CalHealthBarRate()は戦車が被弾した際に実行されるAddDamage()から呼び出され、残りHPの割合から青いHPゲージをどのくらい描画すれば良いかを計算しています。
また同時に、この戦車の状態mStateを「通常・被弾・回復」のいずれかに更新しています。
RenewHealthBar()では状態mStateが被弾(DAMAGE)の場合のみ、青いHPゲージの表示割合を徐々に減らす処理を行っています。

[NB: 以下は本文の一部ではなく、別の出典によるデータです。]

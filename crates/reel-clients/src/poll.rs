//! Shared submit-then-poll task contract.

use std::time::Duration;

use reqwest::Client;
use serde::de::DeserializeOwned;
use serde::{Deserialize, Serialize};
use tracing::{debug, warn};

use crate::error::{ClientError, ClientResult};

/// Connection parameters for one collaborator.
#[derive(Debug, Clone)]
pub struct TaskContract {
    /// Base URL, without trailing slash
    pub base_url: String,
    /// Service name for logging and errors
    pub service: &'static str,
    /// Delay between poll requests
    pub poll_interval: Duration,
    /// Overall deadline for one task
    pub timeout: Duration,
}

impl TaskContract {
    pub fn new(base_url: impl Into<String>, service: &'static str) -> Self {
        Self {
            base_url: base_url.into(),
            service,
            poll_interval: Duration::from_millis(500),
            timeout: Duration::from_secs(600),
        }
    }

    /// Read `{VAR}_URL` style configuration from the environment.
    pub fn from_env(var: &str, service: &'static str) -> ClientResult<Self> {
        let base_url =
            std::env::var(var).map_err(|_| ClientError::config(format!("{var} not set")))?;
        Ok(Self::new(base_url, service))
    }

    pub fn with_poll_interval(mut self, poll_interval: Duration) -> Self {
        self.poll_interval = poll_interval;
        self
    }

    pub fn with_timeout(mut self, timeout: Duration) -> Self {
        self.timeout = timeout;
        self
    }
}

/// Handle returned on task submission.
#[derive(Debug, Deserialize)]
struct TaskHandle {
    task_id: String,
}

#[derive(Debug, Clone, Copy, PartialEq, Eq, Deserialize)]
#[serde(rename_all = "snake_case")]
enum TaskState {
    Queued,
    Running,
    Completed,
    Failed,
}

/// Poll envelope around a task result.
#[derive(Debug, Deserialize)]
struct TaskEnvelope<R> {
    status: TaskState,
    #[serde(default = "Option::default")]
    result: Option<R>,
    #[serde(default)]
    error: Option<String>,
}

/// Submit a task and poll it to completion.
pub async fn submit_and_poll<B, R>(
    client: &Client,
    contract: &TaskContract,
    path: &str,
    body: &B,
) -> ClientResult<R>
where
    B: Serialize + ?Sized,
    R: DeserializeOwned,
{
    let submit_url = format!("{}{}", contract.base_url, path);
    let handle: TaskHandle = client
        .post(&submit_url)
        .json(body)
        .send()
        .await?
        .error_for_status()?
        .json()
        .await?;

    debug!(
        service = contract.service,
        task_id = %handle.task_id,
        "Submitted task"
    );

    let poll_url = format!("{}/{}", submit_url, handle.task_id);
    let started = tokio::time::Instant::now();

    loop {
        if started.elapsed() > contract.timeout {
            warn!(
                service = contract.service,
                task_id = %handle.task_id,
                "Task did not finish before deadline"
            );
            return Err(ClientError::Timeout {
                service: contract.service,
                timeout_secs: contract.timeout.as_secs(),
            });
        }

        let envelope: TaskEnvelope<R> = client
            .get(&poll_url)
            .send()
            .await?
            .error_for_status()?
            .json()
            .await?;

        match envelope.status {
            TaskState::Completed => {
                return envelope.result.ok_or_else(|| {
                    ClientError::invalid_response(
                        contract.service,
                        "completed task carried no result",
                    )
                });
            }
            TaskState::Failed => {
                return Err(ClientError::task_failed(
                    contract.service,
                    envelope
                        .error
                        .unwrap_or_else(|| "no error detail".to_string()),
                ));
            }
            TaskState::Queued | TaskState::Running => {
                tokio::time::sleep(contract.poll_interval).await;
            }
        }
    }
}

#[cfg(test)]
mod tests {
    use super::*;
    use serde_json::json;
    use wiremock::matchers::{method, path};
    use wiremock::{Mock, MockServer, ResponseTemplate};

    fn contract(server: &MockServer) -> TaskContract {
        TaskContract::new(server.uri(), "test-service")
            .with_poll_interval(Duration::from_millis(5))
            .with_timeout(Duration::from_secs(2))
    }

    #[derive(Debug, Deserialize, PartialEq)]
    struct Answer {
        value: u32,
    }

    #[tokio::test]
    async fn test_poll_until_completed() {
        let server = MockServer::start().await;

        Mock::given(method("POST"))
            .and(path("/v1/op"))
            .respond_with(ResponseTemplate::new(200).set_body_json(json!({"task_id": "t-1"})))
            .mount(&server)
            .await;

        // First poll sees the task running, second sees it completed.
        Mock::given(method("GET"))
            .and(path("/v1/op/t-1"))
            .respond_with(ResponseTemplate::new(200).set_body_json(json!({"status": "running"})))
            .up_to_n_times(1)
            .mount(&server)
            .await;
        Mock::given(method("GET"))
            .and(path("/v1/op/t-1"))
            .respond_with(
                ResponseTemplate::new(200)
                    .set_body_json(json!({"status": "completed", "result": {"value": 7}})),
            )
            .mount(&server)
            .await;

        let client = Client::new();
        let answer: Answer = submit_and_poll(&client, &contract(&server), "/v1/op", &json!({}))
            .await
            .unwrap();
        assert_eq!(answer, Answer { value: 7 });
    }

    #[tokio::test]
    async fn test_failed_task_surfaces_detail() {
        let server = MockServer::start().await;

        Mock::given(method("POST"))
            .and(path("/v1/op"))
            .respond_with(ResponseTemplate::new(200).set_body_json(json!({"task_id": "t-2"})))
            .mount(&server)
            .await;
        Mock::given(method("GET"))
            .and(path("/v1/op/t-2"))
            .respond_with(
                ResponseTemplate::new(200)
                    .set_body_json(json!({"status": "failed", "error": "model overloaded"})),
            )
            .mount(&server)
            .await;

        let client = Client::new();
        let result: ClientResult<Answer> =
            submit_and_poll(&client, &contract(&server), "/v1/op", &json!({})).await;

        match result {
            Err(ClientError::TaskFailed { message, .. }) => {
                assert!(message.contains("model overloaded"));
            }
            other => panic!("expected TaskFailed, got {other:?}"),
        }
    }

    #[tokio::test]
    async fn test_completed_without_result_is_invalid() {
        let server = MockServer::start().await;

        Mock::given(method("POST"))
            .and(path("/v1/op"))
            .respond_with(ResponseTemplate::new(200).set_body_json(json!({"task_id": "t-3"})))
            .mount(&server)
            .await;
        Mock::given(method("GET"))
            .and(path("/v1/op/t-3"))
            .respond_with(ResponseTemplate::new(200).set_body_json(json!({"status": "completed"})))
            .mount(&server)
            .await;

        let client = Client::new();
        let result: ClientResult<Answer> =
            submit_and_poll(&client, &contract(&server), "/v1/op", &json!({})).await;

        assert!(matches!(result, Err(ClientError::InvalidResponse { .. })));
        assert!(!result.unwrap_err().is_transient());
    }
}
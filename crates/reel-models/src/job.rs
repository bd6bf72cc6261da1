//! Job definitions for the assembly pipeline.

use chrono::{DateTime, Duration as ChronoDuration, Utc};
use schemars::JsonSchema;
use serde::{Deserialize, Serialize};
use std::collections::BTreeMap;
use std::fmt;
use std::path::PathBuf;
use uuid::Uuid;

use crate::error::JobError;
use crate::stage::{Stage, StageInfo};

/// Unique identifier for a job.
///
/// Always a UUID, so it never contains `_` — the validating-file naming
/// scheme depends on that.
#[derive(Debug, Clone, PartialEq, Eq, Hash, Serialize, Deserialize, JsonSchema)]
#[serde(transparent)]
pub struct JobId(pub String);

impl JobId {
    /// Generate a new random job ID.
    pub fn new() -> Self {
        Self(Uuid::new_v4().to_string())
    }

    /// Create from an existing string.
    pub fn from_string(s: impl Into<String>) -> Self {
        Self(s.into())
    }

    /// Get the inner string.
    pub fn as_str(&self) -> &str {
        &self.0
    }
}

impl Default for JobId {
    fn default() -> Self {
        Self::new()
    }
}

impl fmt::Display for JobId {
    fn fmt(&self, f: &mut fmt::Formatter<'_>) -> fmt::Result {
        write!(f, "{}", self.0)
    }
}

/// Job status.
///
/// Working statuses mirror the pipeline stages in fixed order; `Failed` and
/// `Cancelled` are terminal from any non-terminal status.
#[derive(
    Debug, Clone, Copy, PartialEq, Eq, Hash, Serialize, Deserialize, JsonSchema, Default,
)]
#[serde(rename_all = "snake_case")]
pub enum JobStatus {
    /// Waiting for a worker
    #[default]
    Queued,
    AnalyzingAudio,
    FetchingCandidates,
    DownloadingCandidates,
    SelectingCandidates,
    Assembling,
    GeneratingSubtitles,
    FinalComposition,
    Trimming,
    /// Finished successfully
    Completed,
    /// Failed with a structured error
    Failed,
    /// Cancelled by the client
    Cancelled,
}

impl JobStatus {
    pub fn as_str(&self) -> &'static str {
        match self {
            JobStatus::Queued => "queued",
            JobStatus::AnalyzingAudio => "analyzing_audio",
            JobStatus::FetchingCandidates => "fetching_candidates",
            JobStatus::DownloadingCandidates => "downloading_candidates",
            JobStatus::SelectingCandidates => "selecting_candidates",
            JobStatus::Assembling => "assembling",
            JobStatus::GeneratingSubtitles => "generating_subtitles",
            JobStatus::FinalComposition => "final_composition",
            JobStatus::Trimming => "trimming",
            JobStatus::Completed => "completed",
            JobStatus::Failed => "failed",
            JobStatus::Cancelled => "cancelled",
        }
    }

    /// Check if this is a terminal state (no more transitions expected).
    pub fn is_terminal(&self) -> bool {
        matches!(
            self,
            JobStatus::Completed | JobStatus::Failed | JobStatus::Cancelled
        )
    }

    /// The stage currently executing, if this is a working status.
    pub fn stage(&self) -> Option<Stage> {
        match self {
            JobStatus::AnalyzingAudio => Some(Stage::AnalyzingAudio),
            JobStatus::FetchingCandidates => Some(Stage::FetchingCandidates),
            JobStatus::DownloadingCandidates => Some(Stage::DownloadingCandidates),
            JobStatus::SelectingCandidates => Some(Stage::SelectingCandidates),
            JobStatus::Assembling => Some(Stage::Assembling),
            JobStatus::GeneratingSubtitles => Some(Stage::GeneratingSubtitles),
            JobStatus::FinalComposition => Some(Stage::FinalComposition),
            JobStatus::Trimming => Some(Stage::Trimming),
            _ => None,
        }
    }
}

impl From<Stage> for JobStatus {
    fn from(stage: Stage) -> Self {
        match stage {
            Stage::AnalyzingAudio => JobStatus::AnalyzingAudio,
            Stage::FetchingCandidates => JobStatus::FetchingCandidates,
            Stage::DownloadingCandidates => JobStatus::DownloadingCandidates,
            Stage::SelectingCandidates => JobStatus::SelectingCandidates,
            Stage::Assembling => JobStatus::Assembling,
            Stage::GeneratingSubtitles => JobStatus::GeneratingSubtitles,
            Stage::FinalComposition => JobStatus::FinalComposition,
            Stage::Trimming => JobStatus::Trimming,
        }
    }
}

impl fmt::Display for JobStatus {
    fn fmt(&self, f: &mut fmt::Formatter<'_>) -> fmt::Result {
        write!(f, "{}", self.as_str())
    }
}

/// One end-to-end request to assemble a video.
#[derive(Debug, Clone, Serialize, Deserialize, JsonSchema)]
pub struct Job {
    /// Unique job ID
    pub id: JobId,

    /// Job status
    #[serde(default)]
    pub status: JobStatus,

    /// Candidate search terms
    pub query: String,

    /// Uploaded audio track
    pub audio_path: PathBuf,

    /// Probed audio duration in seconds (set by the analysis stage)
    #[serde(skip_serializing_if = "Option::is_none")]
    pub audio_duration: Option<f64>,

    /// audio_duration + trailing padding (set by the analysis stage)
    #[serde(skip_serializing_if = "Option::is_none")]
    pub target_duration: Option<f64>,

    /// Per-stage progress records, in pipeline order
    #[serde(default)]
    pub stages: BTreeMap<Stage, StageInfo>,

    /// Overall progress (0-100), per the fixed stage table
    #[serde(default)]
    pub progress: u8,

    /// Terminal error (if failed)
    #[serde(skip_serializing_if = "Option::is_none")]
    pub error: Option<JobError>,

    /// Creation timestamp
    pub created_at: DateTime<Utc>,

    /// Last update timestamp
    pub updated_at: DateTime<Utc>,

    /// Completed at timestamp
    #[serde(skip_serializing_if = "Option::is_none")]
    pub completed_at: Option<DateTime<Utc>>,

    /// Record expiry timestamp
    pub expires_at: DateTime<Utc>,
}

impl Job {
    /// Create a new queued job.
    pub fn new(query: impl Into<String>, audio_path: impl Into<PathBuf>, ttl_secs: i64) -> Self {
        let now = Utc::now();
        Self {
            id: JobId::new(),
            status: JobStatus::Queued,
            query: query.into(),
            audio_path: audio_path.into(),
            audio_duration: None,
            target_duration: None,
            stages: BTreeMap::new(),
            progress: 0,
            error: None,
            created_at: now,
            updated_at: now,
            completed_at: None,
            expires_at: now + ChronoDuration::seconds(ttl_secs),
        }
    }

    /// Check if the job reached a terminal status.
    pub fn is_terminal(&self) -> bool {
        self.status.is_terminal()
    }

    /// Bump the update timestamp.
    pub fn touch(&mut self) {
        self.updated_at = Utc::now();
    }

    /// Enter a stage: set the working status and an in-progress record.
    pub fn begin_stage(&mut self, stage: Stage) {
        self.status = JobStatus::from(stage);
        self.stages.insert(stage, StageInfo::in_progress());
        self.touch();
    }

    /// Complete a stage: replace its record and advance overall progress.
    pub fn complete_stage(&mut self, stage: Stage, info: StageInfo) {
        self.stages.insert(stage, info);
        self.progress = stage.progress_complete();
        self.touch();
    }

    /// Replace a stage record without touching overall progress.
    pub fn set_stage_info(&mut self, stage: Stage, info: StageInfo) {
        self.stages.insert(stage, info);
        self.touch();
    }

    /// Look up a stage record.
    pub fn stage_info(&self, stage: Stage) -> Option<&StageInfo> {
        self.stages.get(&stage)
    }

    /// Mark the job completed.
    pub fn complete(&mut self) {
        self.status = JobStatus::Completed;
        self.progress = 100;
        self.completed_at = Some(Utc::now());
        self.touch();
    }

    /// Mark the job failed with a structured error.
    pub fn fail(&mut self, error: JobError) {
        self.status = JobStatus::Failed;
        self.error = Some(error);
        self.touch();
    }

    /// Mark the job cancelled.
    pub fn cancel(&mut self) {
        self.status = JobStatus::Cancelled;
        self.touch();
    }

    /// Reset a recovered job to the queue at a stage's baseline progress.
    pub fn requeue_at(&mut self, stage: Stage) {
        self.status = JobStatus::Queued;
        self.progress = stage.progress_baseline();
        self.touch();
    }

    /// Seconds since the last update.
    pub fn idle_secs(&self, now: DateTime<Utc>) -> i64 {
        (now - self.updated_at).num_seconds()
    }
}
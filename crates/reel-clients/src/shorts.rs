//! Shorts provider client: candidate search.

use async_trait::async_trait;
use reqwest::Client;
use serde::{Deserialize, Serialize};
use tracing::info;

use reel_models::Candidate;

use crate::error::ClientResult;
use crate::poll::{submit_and_poll, TaskContract};

/// Searches the shorts catalogue for candidate clips.
#[async_trait]
pub trait ShortsProvider: Send + Sync {
    async fn search(&self, query: &str, max_results: usize) -> ClientResult<Vec<Candidate>>;
}

#[derive(Debug, Serialize)]
struct SearchRequest<'a> {
    query: &'a str,
    max_results: usize,
}

#[derive(Debug, Deserialize)]
struct SearchResult {
    results: Vec<SearchHit>,
}

#[derive(Debug, Deserialize)]
struct SearchHit {
    clip_id: String,
    #[serde(default)]
    title: Option<String>,
    duration: f64,
    #[serde(default)]
    width: Option<u32>,
    #[serde(default)]
    height: Option<u32>,
    #[serde(default)]
    fps: Option<f64>,
}

/// HTTP shorts provider.
pub struct HttpShortsProvider {
    client: Client,
    contract: TaskContract,
}

impl HttpShortsProvider {
    pub fn new(contract: TaskContract) -> Self {
        Self {
            client: Client::new(),
            contract,
        }
    }

    pub fn from_env() -> ClientResult<Self> {
        Ok(Self::new(TaskContract::from_env(
            "SHORTS_PROVIDER_URL",
            "shorts-provider",
        )?))
    }
}

#[async_trait]
impl ShortsProvider for HttpShortsProvider {
    async fn search(&self, query: &str, max_results: usize) -> ClientResult<Vec<Candidate>> {
        let request = SearchRequest { query, max_results };
        let result: SearchResult =
            submit_and_poll(&self.client, &self.contract, "/v1/search", &request).await?;

        info!(query, found = result.results.len(), "Candidate search finished");

        Ok(result
            .results
            .into_iter()
            .map(|hit| Candidate {
                clip_id: hit.clip_id,
                title: hit.title,
                duration: hit.duration,
                path: None,
                width: hit.width,
                height: hit.height,
                fps: hit.fps,
            })
            .collect())
    }
}
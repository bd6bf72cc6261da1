//! Media toolkit client.
//!
//! All encode/decode work is delegated to this collaborator; the
//! orchestrator never touches codecs itself. The toolkit shares the
//! worker's filesystem and reads/writes the paths it is given.

use std::path::{Path, PathBuf};

use async_trait::async_trait;
use reqwest::Client;
use serde::{Deserialize, Serialize};
use tracing::debug;

use crate::error::ClientResult;
use crate::poll::{submit_and_poll, TaskContract};

/// Probed properties of a media file.
#[derive(Debug, Clone, PartialEq, Serialize, Deserialize)]
pub struct MediaInfo {
    pub duration: f64,
    #[serde(default)]
    pub width: Option<u32>,
    #[serde(default)]
    pub height: Option<u32>,
    #[serde(default)]
    pub fps: Option<f64>,
}

/// Media operations delegated to the toolkit collaborator.
#[async_trait]
pub trait MediaToolkit: Send + Sync {
    /// Probe a media file's properties.
    async fn probe(&self, path: &Path) -> ClientResult<MediaInfo>;

    /// Normalize container and codec into `dst`.
    async fn normalize(&self, src: &Path, dst: &Path) -> ClientResult<MediaInfo>;

    /// Fix the aspect ratio in place, replacing `path`.
    async fn crop(&self, path: &Path, aspect: &str) -> ClientResult<MediaInfo>;

    /// Concatenate clips into `dst`.
    async fn concat(&self, inputs: &[PathBuf], dst: &Path) -> ClientResult<MediaInfo>;

    /// Mux video, audio track and burned subtitles into `dst`.
    async fn compose(
        &self,
        video: &Path,
        audio: &Path,
        subtitles: &Path,
        dst: &Path,
    ) -> ClientResult<MediaInfo>;

    /// Trim `src` to `duration` seconds, writing `dst`.
    async fn trim(&self, src: &Path, dst: &Path, duration: f64) -> ClientResult<MediaInfo>;
}

#[derive(Debug, Serialize)]
#[serde(tag = "op", rename_all = "snake_case")]
enum ToolkitRequest<'a> {
    Probe {
        path: &'a Path,
    },
    Normalize {
        src: &'a Path,
        dst: &'a Path,
    },
    Crop {
        path: &'a Path,
        aspect: &'a str,
    },
    Concat {
        inputs: &'a [PathBuf],
        dst: &'a Path,
    },
    Compose {
        video: &'a Path,
        audio: &'a Path,
        subtitles: &'a Path,
        dst: &'a Path,
    },
    Trim {
        src: &'a Path,
        dst: &'a Path,
        duration: f64,
    },
}

/// HTTP media toolkit.
pub struct HttpMediaToolkit {
    client: Client,
    contract: TaskContract,
}

impl HttpMediaToolkit {
    pub fn new(contract: TaskContract) -> Self {
        Self {
            client: Client::new(),
            contract,
        }
    }

    pub fn from_env() -> ClientResult<Self> {
        Ok(Self::new(TaskContract::from_env(
            "MEDIA_TOOLKIT_URL",
            "media-toolkit",
        )?))
    }

    async fn run(&self, request: &ToolkitRequest<'_>) -> ClientResult<MediaInfo> {
        let info: MediaInfo =
            submit_and_poll(&self.client, &self.contract, "/v1/tasks", request).await?;
        debug!(duration = info.duration, "Toolkit task finished");
        Ok(info)
    }
}

#[async_trait]
impl MediaToolkit for HttpMediaToolkit {
    async fn probe(&self, path: &Path) -> ClientResult<MediaInfo> {
        self.run(&ToolkitRequest::Probe { path }).await
    }

    async fn normalize(&self, src: &Path, dst: &Path) -> ClientResult<MediaInfo> {
        self.run(&ToolkitRequest::Normalize { src, dst }).await
    }

    async fn crop(&self, path: &Path, aspect: &str) -> ClientResult<MediaInfo> {
        self.run(&ToolkitRequest::Crop { path, aspect }).await
    }

    async fn concat(&self, inputs: &[PathBuf], dst: &Path) -> ClientResult<MediaInfo> {
        self.run(&ToolkitRequest::Concat { inputs, dst }).await
    }

    async fn compose(
        &self,
        video: &Path,
        audio: &Path,
        subtitles: &Path,
        dst: &Path,
    ) -> ClientResult<MediaInfo> {
        self.run(&ToolkitRequest::Compose {
            video,
            audio,
            subtitles,
            dst,
        })
        .await
    }

    async fn trim(&self, src: &Path, dst: &Path, duration: f64) -> ClientResult<MediaInfo> {
        self.run(&ToolkitRequest::Trim { src, dst, duration }).await
    }
}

private TankMovement mMovementScript;
private TurretController mTurretScript;
private FireController mFireScript;
追加 private TankHealth mHealthScript;
void Start()
{
SetLayerCollision();
mMovementScript = GetComponent<TankMovement>();
mTurretScript = GetComponent<TurretController>();
mFireScript = GetComponent<FireController>();
追加 mHealthScript = GetComponent<TankHealth>();
}
void Update()
{
if (IsPlayer && IsActive)
{
// 移動入力の受付
mMovementScript.CheckInput();
// 砲台角度を計算
mTurretScript.CalRotation();
// 弾発射の入力を受付
mFireScript.CheckInput();
}
// HPバーの更新
追加 mHealthScript.RenewHealthBar();
}
いつもと同じようにTankModelクラスのUpdate()でHPバーの更新が行えるようコードを追加しますが、今回はプレイヤーでなくてもHPが減ること、被弾して死亡フラグが立った段階ではまだ青いHPゲージが残っている状態であることを加味して、条件式の外から呼び出します。
プロジェクトを実行して、HPバーが戦車の被弾によって減っていくことを確認します。